■ Provided records ■
//! Diagnostic codes with category prefixes for structured error identification.

use serde::{Deserialize, Serialize};
use std::fmt;

/// The build concern a diagnostic belongs to, determining its prefix letter.
#[derive(Clone, Copy, PartialEq, Eq, Hash, Debug, Serialize, Deserialize)]
pub enum Category {
    /// Configuration resolution, prefixed with `F`.
    Config,
    /// Source or dependency-library resolution, prefixed with `R`.
    Resolution,
    /// Compilation of translation units, prefixed with `C`.
    Compile,
    /// Linking and encoding, prefixed with `L`.
    Link,
    /// Incremental and translation cache handling, prefixed with `K`.
    Cache,
    /// Multi-artifact project graph, prefixed with `P`.
    Project,
}

impl Category {
    /// Returns the single-character prefix for this category.
    pub fn prefix(self) -> char {
        match self {
            Category::Config => 'F',
            Category::Resolution => 'R',
            Category::Compile => 'C',
            Category::Link => 'L',
            Category::Cache => 'K',
            Category::Project => 'P',
        }
    }
}

/// A structured diagnostic code combining a category prefix and a numeric identifier.
///
/// Displayed as the category prefix followed by a zero-padded 3-digit number,
/// e.g., `R101`, `K201`, `P301`.
#[derive(Clone, Copy, PartialEq, Eq, Hash, Debug, Serialize, Deserialize)]
pub struct DiagnosticCode {
    /// The category of this diagnostic.
    pub category: Category,
    /// The numeric identifier within the category.
    pub number: u16,
}

impl DiagnosticCode {
    /// Creates a new diagnostic code.
    pub const fn new(category: Category, number: u16) -> Self {
        Self { category, number }
    }
}

impl fmt::Display for DiagnosticCode {
    fn fmt(&self, f: &mut fmt::Formatter<'_>) -> fmt::Result {
        write!(f, "{}{:03}", self.category.prefix(), self.number)
    }
}

#[cfg(test)]
mod tests {
    use super::*;

    #[test]
    fn category_prefixes() {
        assert_eq!(Category::Config.prefix(), 'F');
        assert_eq!(Category::Resolution.prefix(), 'R');
        assert_eq!(Category::Compile.prefix(), 'C');
        assert_eq!(Category::Link.prefix(), 'L');
        assert_eq!(Category::Cache.prefix(), 'K');
        assert_eq!(Category::Project.prefix(), 'P');
    }

    #[test]
    fn display_format() {
        let code = DiagnosticCode::new(Category::Resolution, 101);
        assert_eq!(format!("{code}"), "R101");

        let code = DiagnosticCode::new(Category::Cache, 3);
        assert_eq!(format!("{code}"), "K003");
    }

    #[test]
    fn serde_roundtrip() {
        let code = DiagnosticCode::new(Category::Link, 201);
        let json = serde_json::to_string(&code).unwrap();
        let back: DiagnosticCode = serde_json::from_str(&json).unwrap();
        assert_eq!(code, back);
    }
}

■ Exercise goal ■
Take the line containing "assert_eq!(Category::Link.prefix(), 'L');" as the start and the last line of the data as the end, and reproduce that range exactly.

■ Output of the task ■
        assert_eq!(Category::Link.prefix(), 'L');
        assert_eq!(Category::Cache.prefix(), 'K');
        assert_eq!(Category::Project.prefix(), 'P');
    }

    #[test]
    fn display_format() {
        let code = DiagnosticCode::new(Category::Resolution, 101);
        assert_eq!(format!("{code}"), "R101");

        let code = DiagnosticCode::new(Category::Cache, 3);
        assert_eq!(format!("{code}"), "K003");
    }

    #[test]
    fn serde_roundtrip() {
        let code = DiagnosticCode::new(Category::Link, 201);
        let json = serde_json::to_string(&code).unwrap();
        let back: DiagnosticCode = serde_json::from_str(&json).unwrap();
        assert_eq!(code, back);
    }
}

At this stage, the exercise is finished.